Exposure to nature supports attention restoration, reduces stress, and improves mood and cognitive function. Visual and spatial connections to natural environments contribute to wellbeing. In a Design for Wellbeing framework, connection to nature is supported by:

  • Views with depth, distance, and vegetation

  • Direct access to outdoor environments within 50 ft of primary living areas

  • Use of natural or nature-derived materials across at least 25% of primary sensory surfaces

Nature Restores the Nervous System

8 – SLEEP

Sleep quality is shaped by environmental conditions, including noise, light, temperature, and air quality. Supportive sleep environments contribute to physical recovery and cognitive function. Design for Wellbeing takes shape through:

  • Darkness free from intrusive light, maintained below 1 lux

  • Low nighttime CO2 concentrations (< 700 ppm)

  • Noise control aligned with sleep science (< 30–40 dBA)

  • Cool, stable temperatures that support sleep physiology

  • Layouts that promote a sense of calm, including clear sightlines and reduced visual clutter

The Foundation of Human Regeneration

9 – PSYCHOLOGY

Spatial qualities influence emotional states, attention, and overall comfort. Calm, coherent environments support psychological wellbeing. Within a Design for Wellbeing approach, environmental psychology is shaped through:

  • Spaces for quiet, reflection, and restoration

  • Calming proportions and coherent spatial organization

  • Light qualities that support comfort throughout the day

  • At least one intentionally designed moment of awe

  • Use of three or more harmonic proportions to support perceptual coherence

Emotional & Spiritual Ecology

For TGA, Design for Wellbeing is both an ethical position and a technical framework. Our commitment is to design buildings that do not deplete human energy, but return to it. This means treating air, light, sound, temperature, and materials as core determinants of wellbeing, and shaping them so that the built environment reliably supports the people who live and work within it.

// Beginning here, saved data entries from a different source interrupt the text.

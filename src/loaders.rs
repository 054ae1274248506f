//! Loaders
//!
//! Turn a resolved file into module IR. Script loaders (`js`, `jsx`, `ts`,
//! `tsx`) hand the source text to the external [`ModuleParser`]; every other
//! loader synthesizes a small ES module from the file contents:
//!
//! | loader    | module                                               |
//! |-----------|------------------------------------------------------|
//! | `json`    | `export default {...}` plus one export per identifier key |
//! | `text`    | `export default "<contents>"`                        |
//! | `base64`  | `export default "<base64>"`                          |
//! | `dataurl` | `export default "data:<mime>;base64,<base64>"`      |
//! | `file`    | asset copied with a content hash, default-exports its path |
//! | `copy`    | asset copied as is, default-exports its path         |
//! | `empty`   | no statements                                        |

use crate::ast::build::{const_decl, export_decl, export_default_expr, str_lit};
use crate::ast::{Expr, Prop, PropKey, Stmt, is_identifier};
use crate::config::Loader;
use crate::fs::{FileSystem, normalize_path};
use crate::module_resolver::ModulePath;
use anyhow::{Context, Result, anyhow};
use base64::Engine;
use base64::engine::general_purpose::STANDARD;
use rustc_hash::{FxHashMap, FxHasher};
use std::hash::Hasher;
use std::path::{Path, PathBuf};
use std::sync::RwLock;

/// Output of the external parser for one file.
#[derive(Clone, Debug, Default)]
pub struct ParsedModule {
    pub stmts: Vec<Stmt>,
    /// Length of the source text in bytes
    pub source_len: usize,
}

/// The parser seam. Implementations must be shareable across the worker
/// threads that parse one discovery wave.
pub trait ModuleParser: Send + Sync {
    fn parse(&self, path: &Path, source: &str, loader: Loader) -> Result<ParsedModule>;
}

/// A parser that serves modules parsed ahead of time, keyed by path.
///
/// Embedders that already hold IR (a persistent cache, another front end)
/// register it here instead of re-parsing text.
#[derive(Debug, Default)]
pub struct PreparsedParser {
    modules: RwLock<FxHashMap<PathBuf, Vec<Stmt>>>,
}

impl PreparsedParser {
    pub fn new() -> Self {
        PreparsedParser::default()
    }

    pub fn insert(&self, path: impl AsRef<Path>, stmts: Vec<Stmt>) {
        let path = normalize_path(path.as_ref());
        if let Ok(mut modules) = self.modules.write() {
            modules.insert(path, stmts);
        }
    }

    /// Builder-style variant of [`PreparsedParser::insert`].
    pub fn with_module(self, path: impl AsRef<Path>, stmts: Vec<Stmt>) -> Self {
        self.insert(path, stmts);
        self
    }
}

impl ModuleParser for PreparsedParser {
    fn parse(&self, path: &Path, source: &str, _loader: Loader) -> Result<ParsedModule> {
        let modules = self
            .modules
            .read()
            .map_err(|_| anyhow!("preparsed module table is poisoned"))?;
        let stmts = modules
            .get(&normalize_path(path))
            .cloned()
            .ok_or_else(|| anyhow!("no parsed module registered for {}", path.display()))?;
        Ok(ParsedModule {
            stmts,
            source_len: source.len(),
        })
    }
}

/// A file emitted next to the bundle by the `file` and `copy` loaders.
#[derive(Clone, Debug, PartialEq, Eq)]
pub struct Asset {
    /// File name relative to the output directory
    pub file_name: String,
    pub contents: Vec<u8>,
}

#[derive(Clone, Debug, Default)]
pub struct LoadedModule {
    pub stmts: Vec<Stmt>,
    pub source_len: usize,
    pub asset: Option<Asset>,
}

/// Read and convert one module.
pub fn load_module(
    fs: &dyn FileSystem,
    parser: &dyn ModuleParser,
    module: &ModulePath,
    loader: Loader,
) -> Result<LoadedModule> {
    if module.disabled || loader == Loader::Empty {
        return Ok(LoadedModule::default());
    }
    let path = module.path.as_path();
    let bytes = fs
        .read(path)
        .with_context(|| format!("could not read {}", path.display()))?;
    let source_len = bytes.len();

    let (stmts, asset) = match loader {
        Loader::Js | Loader::Jsx | Loader::Ts | Loader::Tsx => {
            let source = String::from_utf8(bytes)
                .with_context(|| format!("{} is not valid UTF-8", path.display()))?;
            let parsed = parser
                .parse(path, &source, loader)
                .with_context(|| format!("could not parse {}", path.display()))?;
            (parsed.stmts, None)
        }
        Loader::Json => {
            let value: serde_json::Value = serde_json::from_slice(&bytes)
                .with_context(|| format!("could not parse JSON in {}", path.display()))?;
            (json_module(&value), None)
        }
        Loader::Text => {
            let text = String::from_utf8(bytes)
                .with_context(|| format!("{} is not valid UTF-8", path.display()))?;
            (vec![export_default_expr(str_lit(&text))], None)
        }
        Loader::Base64 => {
            let encoded = STANDARD.encode(&bytes);
            (vec![export_default_expr(str_lit(&encoded))], None)
        }
        Loader::DataUrl => {
            let url = format!("data:{};base64,{}", mime_type(path), STANDARD.encode(&bytes));
            (vec![export_default_expr(str_lit(&url))], None)
        }
        Loader::File | Loader::Copy => {
            let file_name = asset_file_name(path, &bytes, loader == Loader::File);
            let stmts = vec![export_default_expr(str_lit(&format!("./{}", file_name)))];
            (
                stmts,
                Some(Asset {
                    file_name,
                    contents: bytes,
                }),
            )
        }
        Loader::Empty => (Vec::new(), None),
    };

    Ok(LoadedModule {
        stmts,
        source_len,
        asset,
    })
}

/// JSON modules export their top-level identifier keys individually so
/// unused keys can be shaken out, and the whole object as `default`.
fn json_module(value: &serde_json::Value) -> Vec<Stmt> {
    let serde_json::Value::Object(map) = value else {
        return vec![export_default_expr(json_to_expr(value))];
    };
    let mut stmts = Vec::new();
    let mut props = Vec::with_capacity(map.len());
    for (key, value) in map {
        if is_identifier(key) {
            stmts.push(export_decl(const_decl(key, json_to_expr(value))));
            props.push(Prop::KeyValue(PropKey::Named(key.clone()), Expr::Ident(key.clone())));
        } else {
            props.push(Prop::KeyValue(PropKey::Named(key.clone()), json_to_expr(value)));
        }
    }
    stmts.push(export_default_expr(Expr::Object(props)));
    stmts
}

/// Literal expression for a JSON value.
pub fn json_to_expr(value: &serde_json::Value) -> Expr {
    match value {
        serde_json::Value::Null => Expr::Null,
        serde_json::Value::Bool(b) => Expr::Bool(*b),
        serde_json::Value::Number(n) => Expr::Num(n.as_f64().unwrap_or(f64::NAN)),
        serde_json::Value::String(s) => Expr::Str(s.clone()),
        serde_json::Value::Array(items) => Expr::Array(items.iter().map(json_to_expr).collect()),
        serde_json::Value::Object(map) => Expr::Object(
            map.iter()
                .map(|(key, value)| Prop::KeyValue(PropKey::Named(key.clone()), json_to_expr(value)))
                .collect(),
        ),
    }
}

fn asset_file_name(path: &Path, contents: &[u8], hashed: bool) -> String {
    let stem = path.file_stem().and_then(|s| s.to_str()).unwrap_or("asset");
    let ext = path
        .extension()
        .and_then(|e| e.to_str())
        .map(|e| format!(".{}", e))
        .unwrap_or_default();
    if hashed {
        format!("{}-{}{}", stem, content_hash(contents), ext)
    } else {
        format!("{}{}", stem, ext)
    }
}

/// Eight uppercase hex digits derived from the bytes.
pub fn content_hash(contents: &[u8]) -> String {
    let mut hasher = FxHasher::default();
    hasher.write(contents);
    format!("{:08X}", hasher.finish() as u32)
}

fn mime_type(path: &Path) -> &'static str {
    match path.extension().and_then(|e| e.to_str()).unwrap_or("") {
        "png" => "image/png",
        "jpg" | "jpeg" => "image/jpeg",
        "gif" => "image/gif",
        "svg" => "image/svg+xml",
        "webp" => "image/webp",
        "ico" => "image/x-icon",
        "txt" => "text/plain;charset=utf-8",
        "html" => "text/html;charset=utf-8",
        "css" => "text/css;charset=utf-8",
        "js" | "mjs" | "cjs" => "text/javascript;charset=utf-8",
        "json" => "application/json;charset=utf-8",
        "wasm" => "application/wasm",
        "woff" => "font/woff",
        "woff2" => "font/woff2",
        _ => "application/octet-stream",
    }
}

#[cfg(test)]
mod tests {
    use super::*;
    use crate::ast::DefaultValue;
    use crate::fs::MemoryFileSystem;

    fn load(fs: &MemoryFileSystem, path: &str, loader: Loader) -> LoadedModule {
        load_module(fs, &PreparsedParser::new(), &ModulePath::file(path), loader).unwrap()
    }

    fn default_export(stmts: &[Stmt]) -> &Expr {
        match stmts.last() {
            Some(Stmt::ExportDefault(DefaultValue::Expr(expr))) => expr,
            other => panic!("expected default export, got {:?}", other),
        }
    }

    #[test]
    fn test_json_exports_identifier_keys() {
        let fs = MemoryFileSystem::new().with_file("/p/data.json", r#"{"name": "x", "not-ident": 2}"#);
        let loaded = load(&fs, "/p/data.json", Loader::Json);
        assert_eq!(loaded.stmts.len(), 2);
        assert_eq!(loaded.stmts[0].declared_names(), vec!["name"]);
        let Expr::Object(props) = default_export(&loaded.stmts) else {
            panic!("expected object");
        };
        assert_eq!(props.len(), 2);
    }

    #[test]
    fn test_text_base64_and_dataurl() {
        let fs = MemoryFileSystem::new().with_file("/p/a.txt", "hi");
        assert_eq!(default_export(&load(&fs, "/p/a.txt", Loader::Text).stmts), &str_lit("hi"));
        assert_eq!(default_export(&load(&fs, "/p/a.txt", Loader::Base64).stmts), &str_lit("aGk="));
        assert_eq!(
            default_export(&load(&fs, "/p/a.txt", Loader::DataUrl).stmts),
            &str_lit("data:text/plain;charset=utf-8;base64,aGk=")
        );
    }

    #[test]
    fn test_file_loader_emits_hashed_asset() {
        let fs = MemoryFileSystem::new().with_file("/p/logo.png", vec![1u8, 2, 3]);
        let loaded = load(&fs, "/p/logo.png", Loader::File);
        let asset = loaded.asset.unwrap();
        assert!(asset.file_name.starts_with("logo-"));
        assert!(asset.file_name.ends_with(".png"));
        assert_eq!(asset.contents, vec![1, 2, 3]);
        assert_eq!(
            default_export(&loaded.stmts),
            &str_lit(&format!("./{}", asset.file_name))
        );

        let copied = load(&fs, "/p/logo.png", Loader::Copy);
        assert_eq!(copied.asset.unwrap().file_name, "logo.png");
    }

    #[test]
    fn test_disabled_and_empty_modules_skip_reading() {
        let fs = MemoryFileSystem::new();
        let mut disabled = ModulePath::file("/p/missing.js");
        disabled.disabled = true;
        let loaded = load_module(&fs, &PreparsedParser::new(), &disabled, Loader::Js).unwrap();
        assert!(loaded.stmts.is_empty());
        assert!(load(&fs, "/p/none.css", Loader::Empty).stmts.is_empty());
    }

    #[test]
    fn test_preparsed_parser_requires_registration() {
        let fs = MemoryFileSystem::new().with_file("/p/a.js", "x");
        let err = load_module(&fs, &PreparsedParser::new(), &ModulePath::file("/p/a.js"), Loader::Js)
            .unwrap_err();
        assert!(format!("{:#}", err).contains("no parsed module registered"));
    }
}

Design for Wellbeing defines the standard we design to: buildings that strengthen health, comfort, and clarity while aligning with long-term environmental responsibility.

Sources:

  • Allen, J.G., MacNaughton, P., Satish, U., Santanam, S., Vallarino, J., & Spengler, J.D. Associations of Cognitive Function Scores with Carbon Dioxide, Ventilation, and Volatile Organic Compound Exposures in Office Workers: A Controlled Exposure Study of Green and Conventional Office Environments. Environmental Health Perspectives, 2016.

  • Healthy Buildings. Harvard T.H. Chan School of Public Health.

  • Babür, O.Cognitive Benefits of Healthy Buildings. Harvard Magazine, April 6, 2017.